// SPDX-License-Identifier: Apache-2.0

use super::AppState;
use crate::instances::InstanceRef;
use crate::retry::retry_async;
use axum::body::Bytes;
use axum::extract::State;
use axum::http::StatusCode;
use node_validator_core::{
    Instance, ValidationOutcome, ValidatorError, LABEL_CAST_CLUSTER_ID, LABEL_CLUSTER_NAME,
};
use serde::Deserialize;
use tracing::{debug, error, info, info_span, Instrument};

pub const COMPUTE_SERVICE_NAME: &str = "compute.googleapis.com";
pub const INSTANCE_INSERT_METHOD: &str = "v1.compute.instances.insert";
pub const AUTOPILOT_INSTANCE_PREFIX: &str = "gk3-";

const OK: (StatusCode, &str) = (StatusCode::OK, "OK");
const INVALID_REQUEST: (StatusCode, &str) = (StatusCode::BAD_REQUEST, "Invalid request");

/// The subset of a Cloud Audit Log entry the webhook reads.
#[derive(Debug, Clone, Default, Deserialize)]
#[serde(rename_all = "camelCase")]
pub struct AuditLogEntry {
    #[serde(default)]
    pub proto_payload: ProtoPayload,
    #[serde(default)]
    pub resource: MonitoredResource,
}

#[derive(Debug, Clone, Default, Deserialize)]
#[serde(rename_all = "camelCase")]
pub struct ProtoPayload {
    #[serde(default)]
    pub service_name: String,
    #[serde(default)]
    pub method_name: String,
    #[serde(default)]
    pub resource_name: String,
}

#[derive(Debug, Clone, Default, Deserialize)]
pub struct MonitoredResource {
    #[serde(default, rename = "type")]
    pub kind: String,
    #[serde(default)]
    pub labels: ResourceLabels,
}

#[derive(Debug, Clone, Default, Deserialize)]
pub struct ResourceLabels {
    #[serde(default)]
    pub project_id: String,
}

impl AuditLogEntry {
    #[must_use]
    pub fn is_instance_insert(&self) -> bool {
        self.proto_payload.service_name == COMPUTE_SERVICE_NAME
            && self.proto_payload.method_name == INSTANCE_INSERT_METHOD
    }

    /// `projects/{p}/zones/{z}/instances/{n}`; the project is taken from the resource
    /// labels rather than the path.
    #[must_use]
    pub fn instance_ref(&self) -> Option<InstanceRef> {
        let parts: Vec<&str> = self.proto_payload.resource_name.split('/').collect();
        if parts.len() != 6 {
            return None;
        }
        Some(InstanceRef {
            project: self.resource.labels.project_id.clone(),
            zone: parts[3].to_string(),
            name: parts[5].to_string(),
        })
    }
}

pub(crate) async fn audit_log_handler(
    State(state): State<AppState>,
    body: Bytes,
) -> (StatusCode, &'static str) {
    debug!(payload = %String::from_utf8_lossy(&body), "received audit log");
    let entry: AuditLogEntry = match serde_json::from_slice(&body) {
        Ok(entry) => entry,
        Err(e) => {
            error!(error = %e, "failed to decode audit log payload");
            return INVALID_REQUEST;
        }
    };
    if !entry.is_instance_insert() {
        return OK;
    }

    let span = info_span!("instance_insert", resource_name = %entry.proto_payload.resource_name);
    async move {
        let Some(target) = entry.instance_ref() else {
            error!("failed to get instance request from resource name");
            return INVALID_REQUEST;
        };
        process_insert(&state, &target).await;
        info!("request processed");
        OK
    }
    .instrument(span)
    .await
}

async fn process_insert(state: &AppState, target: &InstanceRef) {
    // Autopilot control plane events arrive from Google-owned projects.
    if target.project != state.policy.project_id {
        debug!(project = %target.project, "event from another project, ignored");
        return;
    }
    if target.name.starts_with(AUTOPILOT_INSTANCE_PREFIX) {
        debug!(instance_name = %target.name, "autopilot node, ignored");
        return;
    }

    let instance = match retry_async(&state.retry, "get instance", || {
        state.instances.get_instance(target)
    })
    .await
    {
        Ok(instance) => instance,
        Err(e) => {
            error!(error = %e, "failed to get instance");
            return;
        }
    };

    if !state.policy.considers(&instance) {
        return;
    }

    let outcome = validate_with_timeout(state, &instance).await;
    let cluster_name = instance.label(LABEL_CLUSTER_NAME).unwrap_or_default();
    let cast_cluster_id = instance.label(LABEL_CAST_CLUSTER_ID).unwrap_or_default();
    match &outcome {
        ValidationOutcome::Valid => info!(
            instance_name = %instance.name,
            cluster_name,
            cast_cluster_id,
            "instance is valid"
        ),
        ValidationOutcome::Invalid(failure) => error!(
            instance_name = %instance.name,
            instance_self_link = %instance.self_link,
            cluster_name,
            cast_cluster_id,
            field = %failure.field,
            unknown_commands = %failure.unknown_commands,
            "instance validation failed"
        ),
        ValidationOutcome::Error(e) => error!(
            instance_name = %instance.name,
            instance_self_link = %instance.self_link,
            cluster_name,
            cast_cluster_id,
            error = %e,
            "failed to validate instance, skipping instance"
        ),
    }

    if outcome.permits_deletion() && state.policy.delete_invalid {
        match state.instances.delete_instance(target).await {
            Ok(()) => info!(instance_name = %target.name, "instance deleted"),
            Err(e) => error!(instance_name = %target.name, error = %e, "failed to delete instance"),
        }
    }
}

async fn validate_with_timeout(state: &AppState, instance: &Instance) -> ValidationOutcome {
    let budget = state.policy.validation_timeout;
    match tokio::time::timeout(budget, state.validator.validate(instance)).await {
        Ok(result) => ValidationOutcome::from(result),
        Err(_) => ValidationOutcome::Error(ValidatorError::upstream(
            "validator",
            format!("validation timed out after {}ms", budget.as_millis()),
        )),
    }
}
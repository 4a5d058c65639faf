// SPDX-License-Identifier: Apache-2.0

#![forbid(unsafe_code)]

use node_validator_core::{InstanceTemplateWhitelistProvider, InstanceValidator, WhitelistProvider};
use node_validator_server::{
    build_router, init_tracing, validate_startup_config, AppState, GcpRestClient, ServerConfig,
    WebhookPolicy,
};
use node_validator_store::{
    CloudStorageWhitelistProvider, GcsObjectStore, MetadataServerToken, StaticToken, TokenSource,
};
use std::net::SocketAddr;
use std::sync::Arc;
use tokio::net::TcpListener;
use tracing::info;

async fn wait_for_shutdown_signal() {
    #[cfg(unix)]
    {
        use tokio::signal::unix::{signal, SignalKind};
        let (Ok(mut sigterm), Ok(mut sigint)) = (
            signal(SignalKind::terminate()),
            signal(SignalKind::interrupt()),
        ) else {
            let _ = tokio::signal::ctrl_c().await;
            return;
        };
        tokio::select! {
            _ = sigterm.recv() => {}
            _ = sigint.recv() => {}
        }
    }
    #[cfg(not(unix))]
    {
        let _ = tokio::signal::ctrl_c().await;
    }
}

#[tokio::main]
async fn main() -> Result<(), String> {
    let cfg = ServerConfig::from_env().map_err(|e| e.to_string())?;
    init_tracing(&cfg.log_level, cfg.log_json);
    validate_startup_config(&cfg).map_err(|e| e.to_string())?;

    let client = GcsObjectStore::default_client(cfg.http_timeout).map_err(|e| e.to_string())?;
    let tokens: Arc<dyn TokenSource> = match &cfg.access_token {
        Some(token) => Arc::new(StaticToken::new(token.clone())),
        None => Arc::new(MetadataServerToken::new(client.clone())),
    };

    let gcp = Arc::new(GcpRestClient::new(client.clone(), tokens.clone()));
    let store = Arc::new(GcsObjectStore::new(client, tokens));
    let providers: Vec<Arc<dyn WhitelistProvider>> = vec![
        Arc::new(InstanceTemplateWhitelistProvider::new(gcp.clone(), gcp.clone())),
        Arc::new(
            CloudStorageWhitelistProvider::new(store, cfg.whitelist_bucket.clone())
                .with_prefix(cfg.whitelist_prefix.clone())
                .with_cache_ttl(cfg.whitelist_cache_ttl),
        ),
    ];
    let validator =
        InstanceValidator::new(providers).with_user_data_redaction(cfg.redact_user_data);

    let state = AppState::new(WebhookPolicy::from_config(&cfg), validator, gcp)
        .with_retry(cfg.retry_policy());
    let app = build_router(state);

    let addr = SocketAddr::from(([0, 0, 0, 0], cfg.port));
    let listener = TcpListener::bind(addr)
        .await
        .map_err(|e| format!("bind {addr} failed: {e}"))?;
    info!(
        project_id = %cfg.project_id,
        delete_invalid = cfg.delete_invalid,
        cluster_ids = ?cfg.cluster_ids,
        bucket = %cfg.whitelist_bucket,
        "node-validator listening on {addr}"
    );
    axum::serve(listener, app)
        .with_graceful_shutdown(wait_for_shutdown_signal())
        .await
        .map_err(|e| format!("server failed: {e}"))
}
● ● ● ● ●
## DESCRIPTION OF THE TASK
Search the entries for the word "SignalKind" and show every line that has it.

## OUTPUT OF THE TASK
        use tokio::signal::unix::{signal, SignalKind};
            signal(SignalKind::terminate()),
            signal(SignalKind::interrupt()),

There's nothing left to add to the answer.